> **What is needed**
For each line of the data below, copy it if it holds the word "Option".

━━ Material shown ━━

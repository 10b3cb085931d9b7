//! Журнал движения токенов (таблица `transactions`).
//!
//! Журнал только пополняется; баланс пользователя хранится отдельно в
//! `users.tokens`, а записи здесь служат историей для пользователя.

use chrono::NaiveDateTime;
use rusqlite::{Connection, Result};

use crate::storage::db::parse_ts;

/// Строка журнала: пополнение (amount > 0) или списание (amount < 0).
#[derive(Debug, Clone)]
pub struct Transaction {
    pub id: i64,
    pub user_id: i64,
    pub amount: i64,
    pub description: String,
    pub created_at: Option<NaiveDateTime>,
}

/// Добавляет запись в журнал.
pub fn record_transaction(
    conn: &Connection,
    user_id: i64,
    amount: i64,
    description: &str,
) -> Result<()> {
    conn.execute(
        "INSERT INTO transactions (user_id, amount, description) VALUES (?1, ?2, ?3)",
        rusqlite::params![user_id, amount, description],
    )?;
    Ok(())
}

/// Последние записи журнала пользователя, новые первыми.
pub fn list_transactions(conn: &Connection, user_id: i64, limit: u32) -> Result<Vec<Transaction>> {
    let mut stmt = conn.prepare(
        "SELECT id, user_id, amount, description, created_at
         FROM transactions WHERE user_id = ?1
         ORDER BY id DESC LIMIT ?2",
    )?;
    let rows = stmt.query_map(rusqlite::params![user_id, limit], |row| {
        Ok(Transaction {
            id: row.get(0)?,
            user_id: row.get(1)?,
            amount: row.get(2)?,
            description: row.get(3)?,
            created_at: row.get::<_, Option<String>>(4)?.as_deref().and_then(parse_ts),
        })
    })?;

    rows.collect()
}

━━━
━━ Material shown ━━

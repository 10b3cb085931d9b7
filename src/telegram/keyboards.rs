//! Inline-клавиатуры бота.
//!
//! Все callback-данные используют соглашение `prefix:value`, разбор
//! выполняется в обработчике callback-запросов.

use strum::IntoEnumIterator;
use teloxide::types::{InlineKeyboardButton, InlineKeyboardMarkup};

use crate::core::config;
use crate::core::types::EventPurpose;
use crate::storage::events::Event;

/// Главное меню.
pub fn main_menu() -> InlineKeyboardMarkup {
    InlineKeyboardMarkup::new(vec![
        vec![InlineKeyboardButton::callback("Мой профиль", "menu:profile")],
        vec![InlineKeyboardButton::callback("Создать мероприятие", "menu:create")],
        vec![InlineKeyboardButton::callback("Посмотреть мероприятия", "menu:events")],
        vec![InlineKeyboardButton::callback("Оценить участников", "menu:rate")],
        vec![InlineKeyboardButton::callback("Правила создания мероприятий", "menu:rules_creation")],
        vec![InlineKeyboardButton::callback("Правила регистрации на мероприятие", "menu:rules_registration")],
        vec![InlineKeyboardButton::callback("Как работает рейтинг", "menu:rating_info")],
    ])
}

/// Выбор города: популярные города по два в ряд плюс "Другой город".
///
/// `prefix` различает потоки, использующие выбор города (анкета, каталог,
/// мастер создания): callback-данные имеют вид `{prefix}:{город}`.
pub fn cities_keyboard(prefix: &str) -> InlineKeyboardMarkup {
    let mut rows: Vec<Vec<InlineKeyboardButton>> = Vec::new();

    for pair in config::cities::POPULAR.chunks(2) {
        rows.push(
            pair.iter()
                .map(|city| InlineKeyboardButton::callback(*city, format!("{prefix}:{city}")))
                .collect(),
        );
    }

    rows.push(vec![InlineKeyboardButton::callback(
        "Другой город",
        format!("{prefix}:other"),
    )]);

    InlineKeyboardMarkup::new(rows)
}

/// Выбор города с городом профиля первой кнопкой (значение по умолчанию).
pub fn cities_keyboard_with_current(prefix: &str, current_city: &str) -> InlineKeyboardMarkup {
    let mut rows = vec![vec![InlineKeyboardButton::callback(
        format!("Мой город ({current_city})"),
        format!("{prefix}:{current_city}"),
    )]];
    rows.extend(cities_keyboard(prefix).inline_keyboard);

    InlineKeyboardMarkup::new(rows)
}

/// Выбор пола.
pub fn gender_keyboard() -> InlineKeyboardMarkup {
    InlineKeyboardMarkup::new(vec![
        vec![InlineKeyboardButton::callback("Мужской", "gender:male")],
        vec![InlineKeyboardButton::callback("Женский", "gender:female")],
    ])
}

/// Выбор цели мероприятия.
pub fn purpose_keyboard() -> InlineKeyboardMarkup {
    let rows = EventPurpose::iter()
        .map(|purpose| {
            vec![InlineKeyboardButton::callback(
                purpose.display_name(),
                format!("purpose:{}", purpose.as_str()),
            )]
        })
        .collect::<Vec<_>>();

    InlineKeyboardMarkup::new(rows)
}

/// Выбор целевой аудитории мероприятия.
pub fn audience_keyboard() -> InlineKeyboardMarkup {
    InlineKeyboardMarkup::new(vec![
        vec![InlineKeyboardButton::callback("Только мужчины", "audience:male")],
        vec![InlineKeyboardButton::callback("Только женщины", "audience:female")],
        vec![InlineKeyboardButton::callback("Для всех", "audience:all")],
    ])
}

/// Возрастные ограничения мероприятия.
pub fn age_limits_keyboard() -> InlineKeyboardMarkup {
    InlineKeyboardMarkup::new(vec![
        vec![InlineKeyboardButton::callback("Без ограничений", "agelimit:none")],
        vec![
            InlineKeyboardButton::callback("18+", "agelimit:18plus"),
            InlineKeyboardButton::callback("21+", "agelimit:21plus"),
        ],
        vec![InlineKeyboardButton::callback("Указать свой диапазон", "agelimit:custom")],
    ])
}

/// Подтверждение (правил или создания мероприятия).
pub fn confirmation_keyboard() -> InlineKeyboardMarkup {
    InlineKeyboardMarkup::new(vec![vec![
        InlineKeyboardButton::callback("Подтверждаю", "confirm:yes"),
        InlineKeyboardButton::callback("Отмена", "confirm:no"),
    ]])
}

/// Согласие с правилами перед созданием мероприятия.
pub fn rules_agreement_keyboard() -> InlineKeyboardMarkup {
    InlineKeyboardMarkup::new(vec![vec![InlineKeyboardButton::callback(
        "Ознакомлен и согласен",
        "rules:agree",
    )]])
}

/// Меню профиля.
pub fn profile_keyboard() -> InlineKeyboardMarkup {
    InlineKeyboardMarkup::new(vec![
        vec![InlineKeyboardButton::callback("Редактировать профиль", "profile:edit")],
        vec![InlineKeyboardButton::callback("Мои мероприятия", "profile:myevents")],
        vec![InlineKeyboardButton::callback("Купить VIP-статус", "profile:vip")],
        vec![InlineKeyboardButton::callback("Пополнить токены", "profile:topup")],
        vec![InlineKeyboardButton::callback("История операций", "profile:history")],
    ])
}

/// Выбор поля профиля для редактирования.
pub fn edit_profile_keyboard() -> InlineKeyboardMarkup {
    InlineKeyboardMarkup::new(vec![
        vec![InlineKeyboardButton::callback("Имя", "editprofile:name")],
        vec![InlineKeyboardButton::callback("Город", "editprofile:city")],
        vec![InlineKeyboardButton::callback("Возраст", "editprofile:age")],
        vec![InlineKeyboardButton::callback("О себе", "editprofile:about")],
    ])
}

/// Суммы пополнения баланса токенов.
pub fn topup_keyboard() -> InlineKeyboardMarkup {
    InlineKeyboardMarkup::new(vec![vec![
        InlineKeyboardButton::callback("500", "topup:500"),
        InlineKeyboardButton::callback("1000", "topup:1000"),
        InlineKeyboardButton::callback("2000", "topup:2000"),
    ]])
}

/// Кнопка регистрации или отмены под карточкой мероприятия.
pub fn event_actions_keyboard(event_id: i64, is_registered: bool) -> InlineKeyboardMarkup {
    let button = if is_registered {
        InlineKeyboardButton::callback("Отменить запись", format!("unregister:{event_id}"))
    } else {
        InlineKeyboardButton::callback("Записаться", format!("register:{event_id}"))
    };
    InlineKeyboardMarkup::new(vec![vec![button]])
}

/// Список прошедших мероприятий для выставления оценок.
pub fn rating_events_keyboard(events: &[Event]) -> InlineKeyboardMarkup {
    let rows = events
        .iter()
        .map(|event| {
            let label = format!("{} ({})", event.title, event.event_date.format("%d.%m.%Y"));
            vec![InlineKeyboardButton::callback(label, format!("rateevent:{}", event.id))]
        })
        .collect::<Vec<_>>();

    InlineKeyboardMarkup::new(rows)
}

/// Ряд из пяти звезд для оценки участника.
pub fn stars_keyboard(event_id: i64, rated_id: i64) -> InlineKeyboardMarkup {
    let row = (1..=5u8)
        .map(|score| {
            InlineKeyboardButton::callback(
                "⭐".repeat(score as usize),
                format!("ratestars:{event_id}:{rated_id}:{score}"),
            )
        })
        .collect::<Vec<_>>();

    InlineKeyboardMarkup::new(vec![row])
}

━━━

> **Result of the task**
    pub created_at: Option<NaiveDateTime>,
            created_at: row.get::<_, Option<String>>(4)?.as_deref().and_then(parse_ts),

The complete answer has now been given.